The recent report of the Committee on Investor Awareness and Protection, headed by D. Swarup, Chairman, Pension Fund Regulatory and Development Authority, has rattled life insurance agents throughout the country.

The committee has recommended that instead of paying commission, insurance companies should ask their agents to charge their clients a fee for the advice given. This will lead to a cut-throat competition and end up in customers preferring agents charging the lowest fee over those capable of giving the best advice.

Sec. 41 of the Insurance Act prohibits an agent giving part of the commission to his client since such rebating will give rise to unfair trade practices and induce the customer to prefer an agent giving higher rebate. When the Insurance Regulatory and Development Authority (IRDA), the Life Insurance Corporation and agents’ organisations are striving to rid the industry of this unfair practice, it is unfortunate that the committee has recommended it as a desirable practice.

Much maligned lot

The committee has stated that a huge sum of Rs. 14,704 crore is being paid as commission to agents. When divided by the number of agents, this would amount to just Rs. 8,000 a month per agent, much lower than what a clerk in government service gets. The agent can only dream of job security, guaranteed pay with regular increments and fixed hours of work.

On an average, he has to meet 10 prospects, at times convenient to each, to procure one policy. Not only that. The first year commission constitutes a major portion of his income and about 50 per cent of it goes towards expenses for procuring the business.

To make matters worse, the effect of the Insurance Amendment Bill introduced in Parliament will be to remove some of the existing provisions for protection of agents. In 1993, a sample survey, covering cities, towns and villages across the country, was conducted by an independent agency. More than 95 per cent of the persons interviewed could recognise the LIC’s emblem and had a good opinion of the organisation. The credit for creating such an awareness for insurance goes to the field force. Why then is this class of insurance workers being meted out such a bizarre treatment? It defies all logic.

Front loading myth

The committee has also criticised the front loading of the cost by life insurance companies. This refers to the practice of recovering upfront from the policyholder the cost across many years. In actual practice, however, just the reverse happens.

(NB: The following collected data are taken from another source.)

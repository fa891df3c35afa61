//! In-process mock of the remote document store and upstream feeds.
//!
//! Served with axum on an ephemeral localhost port. Tests inspect and
//! mutate the shared state directly, e.g. to make a document vanish.

#![allow(dead_code)]

use std::collections::HashMap;
use std::net::SocketAddr;
use std::sync::{Arc, Mutex};

use axum::extract::{Multipart, Path, Query, State};
use axum::http::{HeaderMap, StatusCode};
use axum::response::{IntoResponse, Response};
use axum::routing::get;
use axum::{Json, Router};
use serde::Deserialize;
use serde_json::{json, Value};

pub const API_KEY: &str = "test-key";
pub const CHATBOT_ID: &str = "bot-1";
pub const PROJECT_ID: &str = "prj-1";

#[derive(Debug, Clone)]
pub struct StoredDoc {
    pub id: String,
    pub filename: String,
    pub content: Vec<u8>,
    pub content_type: Option<String>,
    pub project_id: String,
    pub metadata: Value,
}

#[derive(Default)]
pub struct MockState {
    pub docs: Vec<StoredDoc>,
    pub creates: usize,
    pub updates: usize,
    pub rejected: usize,
    pub chatbot: Value,
    /// `getSchedule` pages keyed by incoming page token (`None` = newest).
    pub schedule_pages: HashMap<Option<String>, Value>,
    pub schedule_tokens: Vec<Option<String>>,
    pub activities: Value,
    pub feed_keys: Vec<Option<String>>,
}

impl MockState {
    pub fn doc(&self, id: &str) -> Option<&StoredDoc> {
        self.docs.iter().find(|d| d.id == id)
    }

    pub fn forget(&mut self, id: &str) {
        self.docs.retain(|d| d.id != id);
    }
}

pub type Shared = Arc<Mutex<MockState>>;

pub struct MockServer {
    pub addr: SocketAddr,
    pub state: Shared,
}

impl MockServer {
    pub fn base_url(&self) -> String {
        format!("http://{}", self.addr)
    }
}

pub async fn start() -> MockServer {
    let state: Shared = Arc::new(Mutex::new(MockState {
        chatbot: json!({ "id": CHATBOT_ID, "project_id": PROJECT_ID, "warm_up_messages": [] }),
        activities: json!({ "data": [] }),
        ..Default::default()
    }));

    let app = Router::new()
        .route(
            "/chatbot/{bot}/document",
            axum::routing::post(create_doc),
        )
        .route("/chatbot/{bot}/document/list", get(list_docs))
        .route(
            "/chatbot/{bot}/document/{id}",
            get(fetch_doc).put(update_doc),
        )
        .route("/chatbot/{bot}", get(get_chatbot).put(put_chatbot))
        .route("/getSchedule", get(get_schedule))
        .route("/thingstodo", get(things_to_do))
        .with_state(state.clone());

    let listener = tokio::net::TcpListener::bind("127.0.0.1:0").await.unwrap();
    let addr = listener.local_addr().unwrap();
    tokio::spawn(async move {
        axum::serve(listener, app).await.unwrap();
    });

    MockServer { addr, state }
}

fn authorized(headers: &HeaderMap) -> bool {
    headers.get("x-api-key").and_then(|v| v.to_str().ok()) == Some(API_KEY)
}

fn unauthorized(state: &Shared) -> Response {
    state.lock().unwrap().rejected += 1;
    (StatusCode::UNAUTHORIZED, Json(json!({ "error": "bad api key" }))).into_response()
}

fn not_found() -> Response {
    (StatusCode::NOT_FOUND, Json(json!({ "error": "document not found" }))).into_response()
}

struct Upload {
    filename: String,
    content: Vec<u8>,
    content_type: Option<String>,
    project_id: String,
    metadata: Value,
}

async fn read_upload(mut multipart: Multipart) -> Result<Upload, Response> {
    let mut upload = Upload {
        filename: String::new(),
        content: Vec::new(),
        content_type: None,
        project_id: String::new(),
        metadata: Value::Null,
    };

    while let Some(field) = multipart
        .next_field()
        .await
        .map_err(|e| (StatusCode::BAD_REQUEST, e.to_string()).into_response())?
    {
        let name = field.name().unwrap_or_default().to_string();
        match name.as_str() {
            "file" => {
                upload.filename = field.file_name().unwrap_or_default().to_string();
                upload.content_type = field.content_type().map(str::to_string);
                upload.content = field.bytes().await.unwrap().to_vec();
            }
            "project_id" => upload.project_id = field.text().await.unwrap(),
            "metadata" => {
                let raw = field.text().await.unwrap();
                upload.metadata = serde_json::from_str(&raw)
                    .map_err(|e| (StatusCode::BAD_REQUEST, e.to_string()).into_response())?;
            }
            _ => {}
        }
    }

    if upload.filename.is_empty() || upload.project_id.is_empty() {
        return Err((StatusCode::BAD_REQUEST, "missing file or project_id").into_response());
    }
    Ok(upload)
}

async fn create_doc(
    State(state): State<Shared>,
    Path(_bot): Path<String>,
    headers: HeaderMap,
    multipart: Multipart,
) -> Response {
    if !authorized(&headers) {
        return unauthorized(&state);
    }
    let upload = match read_upload(multipart).await {
        Ok(u) => u,
        Err(resp) => return resp,
    };

    let id = uuid::Uuid::new_v4().to_string();
    let mut st = state.lock().unwrap();
    st.creates += 1;
    st.docs.push(StoredDoc {
        id: id.clone(),
        filename: upload.filename,
        content: upload.content,
        content_type: upload.content_type,
        project_id: upload.project_id,
        metadata: upload.metadata,
    });
    Json(json!({ "body": { "id": id } })).into_response()
}

async fn update_doc(
    State(state): State<Shared>,
    Path((_bot, id)): Path<(String, String)>,
    headers: HeaderMap,
    multipart: Multipart,
) -> Response {
    if !authorized(&headers) {
        return unauthorized(&state);
    }
    let upload = match read_upload(multipart).await {
        Ok(u) => u,
        Err(resp) => return resp,
    };

    let mut st = state.lock().unwrap();
    st.updates += 1;
    let Some(doc) = st.docs.iter_mut().find(|d| d.id == id) else {
        return not_found();
    };
    doc.filename = upload.filename;
    doc.content = upload.content;
    doc.content_type = upload.content_type;
    doc.metadata = upload.metadata;
    Json(json!({ "body": { "id": id } })).into_response()
}

#[derive(Deserialize)]
struct ProjectQuery {
    project_id: String,
}

async fn fetch_doc(
    State(state): State<Shared>,
    Path((_bot, id)): Path<(String, String)>,
    Query(q): Query<ProjectQuery>,
    headers: HeaderMap,
) -> Response {
    if !authorized(&headers) {
        return unauthorized(&state);
    }
    assert_eq!(q.project_id, PROJECT_ID);
    let st = state.lock().unwrap();
    match st.doc(&id) {
        Some(doc) => Json(json!({
            "body": {
                "id": doc.id,
                "filename": doc.filename,
                "metadata": doc.metadata,
                "content": String::from_utf8_lossy(&doc.content),
            }
        }))
        .into_response(),
        None => not_found(),
    }
}

#[derive(Deserialize)]
struct ListQuery {
    project_id: String,
    page: usize,
    number: usize,
}

async fn list_docs(
    State(state): State<Shared>,
    Path(_bot): Path<String>,
    Query(q): Query<ListQuery>,
    headers: HeaderMap,
) -> Response {
    if !authorized(&headers) {
        return unauthorized(&state);
    }
    assert_eq!(q.project_id, PROJECT_ID);
    let st = state.lock().unwrap();
    let page: Vec<Value> = st
        .docs
        .iter()
        .skip(q.page.saturating_sub(1) * q.number)
        .take(q.number)
        .map(|d| json!({ "id": d.id, "filename": d.filename }))
        .collect();
    Json(json!({ "body": page })).into_response()
}

async fn get_chatbot(
    State(state): State<Shared>,
    Path(_bot): Path<String>,
    Query(q): Query<ProjectQuery>,
    headers: HeaderMap,
) -> Response {
    if !authorized(&headers) {
        return unauthorized(&state);
    }
    assert_eq!(q.project_id, PROJECT_ID);
    let st = state.lock().unwrap();
    Json(json!({ "body": st.chatbot })).into_response()
}

async fn put_chatbot(
    State(state): State<Shared>,
    Path(_bot): Path<String>,
    headers: HeaderMap,
    Json(body): Json<Value>,
) -> Response {
    if !authorized(&headers) {
        return unauthorized(&state);
    }
    let mut st = state.lock().unwrap();
    if let Some(messages) = body.get("warm_up_messages") {
        st.chatbot["warm_up_messages"] = messages.clone();
    }
    Json(json!({ "body": st.chatbot })).into_response()
}

#[derive(Deserialize)]
#[serde(rename_all = "camelCase")]
struct ScheduleQuery {
    hl: String,
    league_id: String,
    page_token: Option<String>,
}

async fn get_schedule(
    State(state): State<Shared>,
    Query(q): Query<ScheduleQuery>,
    headers: HeaderMap,
) -> Response {
    assert_eq!(q.hl, "en-US");
    assert!(!q.league_id.is_empty());
    let mut st = state.lock().unwrap();
    st.feed_keys.push(
        headers
            .get("x-api-key")
            .and_then(|v| v.to_str().ok())
            .map(str::to_string),
    );
    st.schedule_tokens.push(q.page_token.clone());
    match st.schedule_pages.get(&q.page_token) {
        Some(page) => Json(page.clone()).into_response(),
        None => (StatusCode::BAD_REQUEST, "unknown page token").into_response(),
    }
}

#[derive(Deserialize)]
#[serde(rename_all = "camelCase")]
struct ParkQuery {
    park_code: String,
}

async fn things_to_do(
    State(state): State<Shared>,
    Query(q): Query<ParkQuery>,
    headers: HeaderMap,
) -> Response {
    assert!(!q.park_code.is_empty());
    let mut st = state.lock().unwrap();
    st.feed_keys.push(
        headers
            .get("x-api-key")
            .and_then(|v| v.to_str().ok())
            .map(str::to_string),
    );
    Json(st.activities.clone()).into_response()
}

/// One `getSchedule` response page.
pub fn schedule_page(events: Vec<Value>, older: Option<&str>) -> Value {
    let pages = match older {
        Some(token) => json!({ "older": token, "newer": null }),
        None => json!({ "older": null, "newer": "n" }),
    };
    json!({ "data": { "schedule": { "events": events, "pages": pages } } })
}

pub fn schedule_event(id: &str, start: &str, state: &str, team1_outcome: Option<&str>) -> Value {
    let result = |outcome: Option<&str>, wins: u32| match outcome {
        Some(o) => json!({ "outcome": o, "gameWins": wins }),
        None => Value::Null,
    };
    let (w1, w2, o2) = match team1_outcome {
        Some("win") => (2, 1, Some("loss")),
        Some(_) => (1, 2, Some("win")),
        None => (0, 0, None),
    };
    json!({
        "startTime": start,
        "state": state,
        "type": "match",
        "blockName": "Swiss",
        "match": {
            "id": id,
            "teams": [
                { "name": "Gen.G", "code": "GEN", "result": result(team1_outcome, w1) },
                { "name": "T1", "code": "T1", "result": result(o2, w2) }
            ]
        }
    })
}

The higher first year cost of insurance companies is not due only to agency commission. It includes the cost of (a) agency managers, whose duty it is to recruit and train the agents and also guide them continuously about the new products and changes in rules and regulations (b) sales managers (c) medical examinations, underwriting of risk and issue of policies and (d) publicity and promotion. This higher first year cost and other renewal costs are spread uniformly over the entire term of the policy and included in the premium charged. That is, the companies first spend and recover the amount spent over the years. In many developed countries, the high first year cost is collected upfront separately as policy fee and does not form part of the premium. Not so in India. Only under unit linked insurance products, which are a recent phenomenon, is there some front loading.

The LIC enjoys the distinction of having the lowest first year cost ratio among insurance companies of all countries. The new insurance companies in the private sector will reach this comfortable level in the next ten years. The Indian consumer is thus in a better position than his counterparts elsewhere.

High lapsation ratio

What about high ‘lapsation and churning of policies’ pointed out by the committee? This is to be measured by the average number of policies that last through maturity, as a proportion of the number of policies issued each year. This is about 40 per cent in Indian and less than 20 per cent in developed countries.

The private insurance companies which suffered high lapsation during the initial years have shown good improvement over the last three years.

An agent cannot continue to earn his living unless he keeps abreast of the fast changing financial environment, rules and regulations. Many institutions, run by agents themselves, have come up throughout the country to give continuous training and the agents pay from their pockets for this periodical training.

The need of the hour is not more and more examinations for agents as envisaged by the committee, but financial help to these institutions to expand their activities and undertake research work.

The IRDA has enough funds. But, it requires will and vision to make proper use of these funds. It should extend liberal assistance to the institutions engaged in making the agents better professionals.